Collected data entries
==*==
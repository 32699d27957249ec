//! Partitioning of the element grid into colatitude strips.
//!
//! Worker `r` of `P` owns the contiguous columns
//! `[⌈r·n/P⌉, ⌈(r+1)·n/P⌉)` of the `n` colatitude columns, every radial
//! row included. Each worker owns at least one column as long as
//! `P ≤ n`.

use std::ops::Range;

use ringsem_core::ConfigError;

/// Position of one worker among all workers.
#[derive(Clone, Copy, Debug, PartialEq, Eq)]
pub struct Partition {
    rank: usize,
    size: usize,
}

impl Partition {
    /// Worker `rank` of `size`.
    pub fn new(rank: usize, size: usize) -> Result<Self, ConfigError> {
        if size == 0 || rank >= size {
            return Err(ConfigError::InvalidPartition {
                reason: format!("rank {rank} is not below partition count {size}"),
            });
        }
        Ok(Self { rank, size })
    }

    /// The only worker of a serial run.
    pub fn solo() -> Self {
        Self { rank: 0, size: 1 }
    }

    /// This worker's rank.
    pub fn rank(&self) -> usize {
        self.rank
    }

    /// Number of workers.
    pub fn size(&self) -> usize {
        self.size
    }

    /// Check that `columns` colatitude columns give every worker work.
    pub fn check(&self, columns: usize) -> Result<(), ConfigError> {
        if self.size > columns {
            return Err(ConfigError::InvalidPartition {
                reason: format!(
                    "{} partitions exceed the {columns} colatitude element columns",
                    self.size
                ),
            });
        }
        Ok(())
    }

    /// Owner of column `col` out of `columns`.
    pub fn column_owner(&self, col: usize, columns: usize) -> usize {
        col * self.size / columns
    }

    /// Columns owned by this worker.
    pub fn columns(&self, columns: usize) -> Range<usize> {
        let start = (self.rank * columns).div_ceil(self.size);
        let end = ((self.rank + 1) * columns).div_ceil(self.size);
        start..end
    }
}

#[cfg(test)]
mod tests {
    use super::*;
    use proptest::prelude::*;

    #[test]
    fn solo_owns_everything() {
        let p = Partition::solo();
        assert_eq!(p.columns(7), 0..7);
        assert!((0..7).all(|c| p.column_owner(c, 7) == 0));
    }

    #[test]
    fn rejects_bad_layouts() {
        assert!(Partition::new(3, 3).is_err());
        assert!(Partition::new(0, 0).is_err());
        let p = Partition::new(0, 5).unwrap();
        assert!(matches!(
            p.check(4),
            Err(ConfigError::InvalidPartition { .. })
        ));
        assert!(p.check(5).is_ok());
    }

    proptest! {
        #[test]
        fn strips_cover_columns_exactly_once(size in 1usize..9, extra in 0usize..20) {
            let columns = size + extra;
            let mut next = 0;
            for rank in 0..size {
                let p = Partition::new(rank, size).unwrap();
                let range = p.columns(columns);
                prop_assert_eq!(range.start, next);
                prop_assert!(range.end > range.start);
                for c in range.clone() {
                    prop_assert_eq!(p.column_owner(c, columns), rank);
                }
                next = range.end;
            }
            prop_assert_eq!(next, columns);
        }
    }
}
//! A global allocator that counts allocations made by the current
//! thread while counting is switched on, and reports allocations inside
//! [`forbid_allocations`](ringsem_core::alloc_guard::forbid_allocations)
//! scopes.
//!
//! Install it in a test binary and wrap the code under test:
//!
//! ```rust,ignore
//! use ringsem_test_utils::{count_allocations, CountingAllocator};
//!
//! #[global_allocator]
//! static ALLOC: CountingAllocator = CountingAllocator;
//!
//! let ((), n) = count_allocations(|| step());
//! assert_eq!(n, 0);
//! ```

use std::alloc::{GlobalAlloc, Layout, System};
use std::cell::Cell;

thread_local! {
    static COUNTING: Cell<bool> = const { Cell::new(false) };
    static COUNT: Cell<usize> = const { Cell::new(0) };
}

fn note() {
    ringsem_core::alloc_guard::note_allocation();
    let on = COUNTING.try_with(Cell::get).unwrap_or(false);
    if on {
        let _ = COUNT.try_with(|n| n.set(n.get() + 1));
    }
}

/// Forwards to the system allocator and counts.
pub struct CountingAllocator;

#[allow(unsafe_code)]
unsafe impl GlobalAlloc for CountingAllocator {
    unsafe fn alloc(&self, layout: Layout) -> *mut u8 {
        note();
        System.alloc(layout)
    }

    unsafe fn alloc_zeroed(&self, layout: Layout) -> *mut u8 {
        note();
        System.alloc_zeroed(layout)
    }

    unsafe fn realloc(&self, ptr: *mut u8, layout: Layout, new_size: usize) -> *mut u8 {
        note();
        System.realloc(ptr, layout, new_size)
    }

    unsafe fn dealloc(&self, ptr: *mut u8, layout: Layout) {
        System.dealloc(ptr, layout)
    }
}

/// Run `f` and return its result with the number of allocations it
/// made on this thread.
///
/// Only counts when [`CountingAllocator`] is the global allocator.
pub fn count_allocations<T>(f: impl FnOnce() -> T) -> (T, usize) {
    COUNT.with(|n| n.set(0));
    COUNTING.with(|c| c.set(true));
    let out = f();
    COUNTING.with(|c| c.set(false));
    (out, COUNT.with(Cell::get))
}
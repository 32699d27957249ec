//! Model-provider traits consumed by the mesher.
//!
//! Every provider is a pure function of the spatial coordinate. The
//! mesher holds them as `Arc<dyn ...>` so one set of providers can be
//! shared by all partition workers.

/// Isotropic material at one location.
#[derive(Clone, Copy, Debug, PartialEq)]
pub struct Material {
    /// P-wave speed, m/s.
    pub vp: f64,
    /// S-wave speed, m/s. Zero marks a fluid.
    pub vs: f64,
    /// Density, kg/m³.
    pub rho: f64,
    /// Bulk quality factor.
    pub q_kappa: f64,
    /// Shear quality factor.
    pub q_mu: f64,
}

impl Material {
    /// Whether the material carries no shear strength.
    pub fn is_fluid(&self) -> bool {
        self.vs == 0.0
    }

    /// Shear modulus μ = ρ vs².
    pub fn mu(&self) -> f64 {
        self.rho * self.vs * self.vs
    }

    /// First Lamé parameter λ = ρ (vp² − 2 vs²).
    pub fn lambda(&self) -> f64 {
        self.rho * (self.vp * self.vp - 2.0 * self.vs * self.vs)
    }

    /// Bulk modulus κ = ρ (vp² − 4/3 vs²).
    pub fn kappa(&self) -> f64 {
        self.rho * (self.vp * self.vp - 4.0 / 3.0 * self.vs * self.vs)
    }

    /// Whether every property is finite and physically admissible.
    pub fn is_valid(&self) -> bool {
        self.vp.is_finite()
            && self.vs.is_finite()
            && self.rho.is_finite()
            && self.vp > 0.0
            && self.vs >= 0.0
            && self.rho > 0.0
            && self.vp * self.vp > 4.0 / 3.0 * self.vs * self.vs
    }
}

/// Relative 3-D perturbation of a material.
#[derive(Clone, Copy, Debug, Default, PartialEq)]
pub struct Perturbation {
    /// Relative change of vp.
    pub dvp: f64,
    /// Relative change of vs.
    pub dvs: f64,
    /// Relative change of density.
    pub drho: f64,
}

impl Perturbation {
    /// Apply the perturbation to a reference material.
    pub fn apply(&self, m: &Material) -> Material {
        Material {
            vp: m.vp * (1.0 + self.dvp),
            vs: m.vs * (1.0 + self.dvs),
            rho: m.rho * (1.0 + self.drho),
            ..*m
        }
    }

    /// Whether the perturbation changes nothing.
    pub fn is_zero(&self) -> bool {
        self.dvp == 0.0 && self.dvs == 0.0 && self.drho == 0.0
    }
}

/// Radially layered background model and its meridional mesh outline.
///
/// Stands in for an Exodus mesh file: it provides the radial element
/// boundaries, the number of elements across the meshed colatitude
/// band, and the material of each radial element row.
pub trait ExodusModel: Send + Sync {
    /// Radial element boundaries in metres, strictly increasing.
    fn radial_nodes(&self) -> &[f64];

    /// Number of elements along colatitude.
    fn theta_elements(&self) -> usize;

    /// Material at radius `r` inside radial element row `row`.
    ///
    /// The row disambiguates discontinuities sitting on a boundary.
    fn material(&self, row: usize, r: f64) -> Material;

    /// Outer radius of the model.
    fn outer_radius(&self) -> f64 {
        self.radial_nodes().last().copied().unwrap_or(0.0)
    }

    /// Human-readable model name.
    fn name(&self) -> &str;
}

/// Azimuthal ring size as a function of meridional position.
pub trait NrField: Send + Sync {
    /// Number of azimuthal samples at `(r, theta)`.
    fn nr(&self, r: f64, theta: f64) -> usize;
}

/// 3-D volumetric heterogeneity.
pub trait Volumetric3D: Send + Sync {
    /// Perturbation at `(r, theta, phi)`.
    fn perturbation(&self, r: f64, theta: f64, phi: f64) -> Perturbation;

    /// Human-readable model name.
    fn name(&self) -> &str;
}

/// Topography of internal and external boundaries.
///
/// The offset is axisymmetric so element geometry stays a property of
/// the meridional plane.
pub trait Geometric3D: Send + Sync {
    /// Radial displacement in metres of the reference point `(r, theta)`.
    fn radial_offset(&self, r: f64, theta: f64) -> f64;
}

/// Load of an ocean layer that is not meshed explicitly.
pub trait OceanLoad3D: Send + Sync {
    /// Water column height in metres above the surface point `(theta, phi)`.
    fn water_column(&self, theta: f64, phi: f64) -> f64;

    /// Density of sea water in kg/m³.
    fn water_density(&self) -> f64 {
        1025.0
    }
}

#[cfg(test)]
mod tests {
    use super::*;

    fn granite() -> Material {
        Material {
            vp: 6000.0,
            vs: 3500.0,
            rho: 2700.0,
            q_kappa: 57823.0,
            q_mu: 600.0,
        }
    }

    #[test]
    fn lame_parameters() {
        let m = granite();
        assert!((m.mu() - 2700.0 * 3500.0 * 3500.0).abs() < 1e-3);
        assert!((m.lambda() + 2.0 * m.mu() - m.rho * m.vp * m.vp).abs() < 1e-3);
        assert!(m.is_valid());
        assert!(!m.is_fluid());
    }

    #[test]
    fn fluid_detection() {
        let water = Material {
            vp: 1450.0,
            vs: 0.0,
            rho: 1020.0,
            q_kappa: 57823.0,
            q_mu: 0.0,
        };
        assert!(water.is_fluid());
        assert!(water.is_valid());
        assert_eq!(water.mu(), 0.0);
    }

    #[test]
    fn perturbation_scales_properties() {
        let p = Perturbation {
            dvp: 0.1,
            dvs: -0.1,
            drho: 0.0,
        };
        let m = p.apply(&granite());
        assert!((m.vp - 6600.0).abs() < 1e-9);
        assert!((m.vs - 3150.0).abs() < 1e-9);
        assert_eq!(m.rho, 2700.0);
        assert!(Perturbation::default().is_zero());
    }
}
==*==
WHAT YOU NEED TO DO
Report only how many lines in the records contain the word "reference".

WORKED SOLUTION
2